On Tue, Aug 19, 2025 at 5:13 PM Radim Krčmář rkrcmar@ventanamicro.com wrote:
2025-08-19T12:00:43+05:30, Anup Patel apatel@ventanamicro.com:
On Mon, Aug 18, 2025 at 3:59 PM Radim Krčmář rkrcmar@ventanamicro.com wrote:
2025-08-14T21:25:42+05:30, Anup Patel apatel@ventanamicro.com:
This series adds ONE_REG interface for SBI FWFT extension implemented by KVM RISC-V.
I think it would be better to ONE_REG the CSRs (medeleg/menvcfg), or at least expose their CSR fields (each sensible medeleg bit, PMM, ...) through kvm_riscv_config, than to couple this with SBI/FWFT.
The controlled behavior is defined by the ISA, and userspace might want to configure the S-mode execution environment even when SBI/FWFT is not present, which is not possible with the current design.
Is there a benefit in expressing the ISA model through SBI/FWFT?

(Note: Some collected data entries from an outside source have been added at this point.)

//! Configuration management.
//!
//! Settings can come from a TOML file with environment variable overrides
//! (prefix `SCHOLAR_HARVEST`). Every section and field has a default, so an
//! absent or partial file is fine.
//!
//! # Configuration File Format
//!
//! ```toml
//! [search]
//! base_url = "https://scholar.google.com"
//! num_results = 10
//!
//! [http]
//! timeout_secs = 10
//! referer = "https://scholar.google.com/"
//!
//! [downloads]
//! dir = "pdfs"
//! fallback_filename = "article.pdf"
//! timeout_secs = 15
//!
//! [enrich]
//! courtesy_delay_ms = 1000
//! max_concurrency = 1
//! abstract_scan_chars = 4000
//! abstract_take_chars = 1000
//! ```

use serde::{Deserialize, Serialize};
use std::path::PathBuf;
use std::time::Duration;

use crate::enrich::SectionPatterns;

/// Application configuration
#[derive(Debug, Clone, Serialize, Deserialize)]
pub struct Config {
    /// Search engine settings
    #[serde(default)]
    pub search: SearchConfig,

    /// HTTP transport settings
    #[serde(default)]
    pub http: HttpConfig,

    /// PDF download settings
    #[serde(default)]
    pub downloads: DownloadConfig,

    /// Enrichment pipeline settings
    #[serde(default)]
    pub enrich: EnrichConfig,
}

impl Default for Config {
    fn default() -> Self {
        Self {
            search: SearchConfig::default(),
            http: HttpConfig::default(),
            downloads: DownloadConfig::default(),
            enrich: EnrichConfig::default(),
        }
    }
}

/// Search engine settings
#[derive(Debug, Clone, Serialize, Deserialize)]
pub struct SearchConfig {
    /// Origin of the search engine; results-page and related-article URLs
    /// resolve against this
    #[serde(default = "default_base_url")]
    pub base_url: String,

    /// How many results to request per search
    #[serde(default = "default_num_results")]
    pub num_results: usize,
}

impl Default for SearchConfig {
    fn default() -> Self {
        Self {
            base_url: default_base_url(),
            num_results: default_num_results(),
        }
    }
}

fn default_base_url() -> String {
    "https://scholar.google.com".to_string()
}

fn default_num_results() -> usize {
    10
}

/// HTTP transport settings
#[derive(Debug, Clone, Serialize, Deserialize)]
pub struct HttpConfig {
    /// Per-request timeout in seconds
    #[serde(default = "default_timeout_secs")]
    pub timeout_secs: u64,

    /// Connect timeout in seconds
    #[serde(default = "default_connect_timeout_secs")]
    pub connect_timeout_secs: u64,

    /// Referer header sent with every request
    #[serde(default = "default_referer")]
    pub referer: String,
}

impl HttpConfig {
    pub fn timeout(&self) -> Duration {
        Duration::from_secs(self.timeout_secs)
    }

    pub fn connect_timeout(&self) -> Duration {
        Duration::from_secs(self.connect_timeout_secs)
    }
}

impl Default for HttpConfig {
    fn default() -> Self {
        Self {
            timeout_secs: default_timeout_secs(),
            connect_timeout_secs: default_connect_timeout_secs(),
            referer: default_referer(),
        }
    }
}

fn default_timeout_secs() -> u64 {
    10
}

fn default_connect_timeout_secs() -> u64 {
    10
}

fn default_referer() -> String {
    "https://scholar.google.com/".to_string()
}

/// PDF download settings
#[derive(Debug, Clone, Serialize, Deserialize)]
pub struct DownloadConfig {
    /// Directory for downloaded PDFs, created on demand
    #[serde(default = "default_download_dir")]
    pub dir: PathBuf,

    /// Filename used when the URL path has no basename
    #[serde(default = "default_fallback_filename")]
    pub fallback_filename: String,

    /// Download timeout in seconds; PDFs get longer than regular pages
    #[serde(default = "default_download_timeout_secs")]
    pub timeout_secs: u64,
}

impl DownloadConfig {
    pub fn timeout(&self) -> Duration {
        Duration::from_secs(self.timeout_secs)
    }
}

impl Default for DownloadConfig {
    fn default() -> Self {
        Self {
            dir: default_download_dir(),
            fallback_filename: default_fallback_filename(),
            timeout_secs: default_download_timeout_secs(),
        }
    }
}

fn default_download_dir() -> PathBuf {
    PathBuf::from("pdfs")
}

fn default_fallback_filename() -> String {
    "article.pdf".to_string()
}

fn default_download_timeout_secs() -> u64 {
    15
}

/// Enrichment pipeline settings
#[derive(Debug, Clone, Serialize, Deserialize)]
pub struct EnrichConfig {
    /// Pause between records, to stay polite with the remote hosts
    #[serde(default = "default_courtesy_delay_ms")]
    pub courtesy_delay_ms: u64,

    /// Records enriched at a time. Only 1 is supported today; values above 1
    /// are reserved for a future bounded-concurrency loop.
    #[serde(default = "default_max_concurrency")]
    pub max_concurrency: usize,

    /// How far into the PDF text to look for the word "abstract"
    #[serde(default = "default_abstract_scan_chars")]
    pub abstract_scan_chars: usize,

    /// How many characters after "abstract" to take as the candidate
    #[serde(default = "default_abstract_take_chars")]
    pub abstract_take_chars: usize,

    /// Heading and boundary heuristics for section location
    #[serde(default)]
    pub section: SectionPatterns,
}

impl EnrichConfig {
    pub fn courtesy_delay(&self) -> Duration {
        Duration::from_millis(self.courtesy_delay_ms)
    }
}

impl Default for EnrichConfig {
    fn default() -> Self {
        Self {
            courtesy_delay_ms: default_courtesy_delay_ms(),
            max_concurrency: default_max_concurrency(),
            abstract_scan_chars: default_abstract_scan_chars(),
            abstract_take_chars: default_abstract_take_chars(),
            section: SectionPatterns::default(),
        }
    }
}

fn default_courtesy_delay_ms() -> u64 {
    1000
}

fn default_max_concurrency() -> usize {
    1
}

fn default_abstract_scan_chars() -> usize {
    4000
}

fn default_abstract_take_chars() -> usize {
    1000
}

/// Load configuration from a file, with environment overrides
pub fn load_config(path: &PathBuf) -> Result<Config, config::ConfigError> {
    let settings = config::Config::builder()
        .add_source(config::File::from(path.as_path()))
        .add_source(config::Environment::with_prefix("SCHOLAR_HARVEST"))
        .build()?;

    settings.try_deserialize()
}

/// Look for a config file in the working directory, then the user config dir
pub fn find_config_file() -> Option<PathBuf> {
    let local = PathBuf::from("scholar-harvest.toml");
    if local.exists() {
        return Some(local);
    }

    let user = dirs::config_dir()?.join("scholar-harvest").join("config.toml");
    user.exists().then_some(user)
}

#[cfg(test)]
mod tests {
    use super::*;

    #[test]
    fn test_default_config() {
        let config = Config::default();
        assert_eq!(config.search.num_results, 10);
        assert_eq!(config.http.timeout_secs, 10);
        assert_eq!(config.downloads.timeout_secs, 15);
        assert_eq!(config.enrich.max_concurrency, 1);
        assert_eq!(config.enrich.courtesy_delay(), Duration::from_secs(1));
    }

    #[test]
    fn test_partial_file_fills_defaults() {
        let dir = tempfile::tempdir().unwrap();
        let path = dir.path().join("scholar-harvest.toml");
        std::fs::write(&path, "[search]\nnum_results = 5\n").unwrap();

        let config = load_config(&path).unwrap();
        assert_eq!(config.search.num_results, 5);
        assert_eq!(config.search.base_url, "https://scholar.google.com");
        assert_eq!(config.downloads.fallback_filename, "article.pdf");
    }
}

Exposing medeleg/menvcfg is not the right approach because a Guest/VM does not have M-mode hence it is not appropriate to expose m<xyz> CSRs via ONE_REG interface. This also aligns with H-extension architecture which does not virtualize M-mode.
We already have mvendorid, marchid, and mipid in kvm_riscv_config.
The mvendorid, marchid, and mipid are accessible via SBI BASE extension but not any other M-mode CSRs hence these are special.
The virtualized M-mode is userspace+KVM. (KVM doesn't allow userspace to configure most things now, but I think we'll have to change that when getting ready for production.)
The RISC-V architecture is not designed to virtualize M-mode and there is no practical use-case for virtualized M-mode hence WE WON'T BE SUPPORTING IT IN KVM RISC-V.
FYI, the KVM ARM64 does not virtualize EL3 either and it is already in production so please stop making random arguments for requiring virtualized M-mode for production.
We already had discussions about this in the past.
As such, we have two options. One option is to expose hedeleg/henvcfg via kvm_riscv_config and another option is to have a separate ONE_REG for each FWFT feature.
Separate ONE_REG registers for each FWFT feature is better than directly exposing hedeleg/henvcfg via ONE_REG because:
- Once nested virtualization lands, we will be having separate
hedeleg/henvcfg as part of nested virtualization state of Guest which is trap-n-emulated by KVM. The existence of hedeleg/henvcfg in kvm_riscv_config and nested virtualization state will only create more confusion.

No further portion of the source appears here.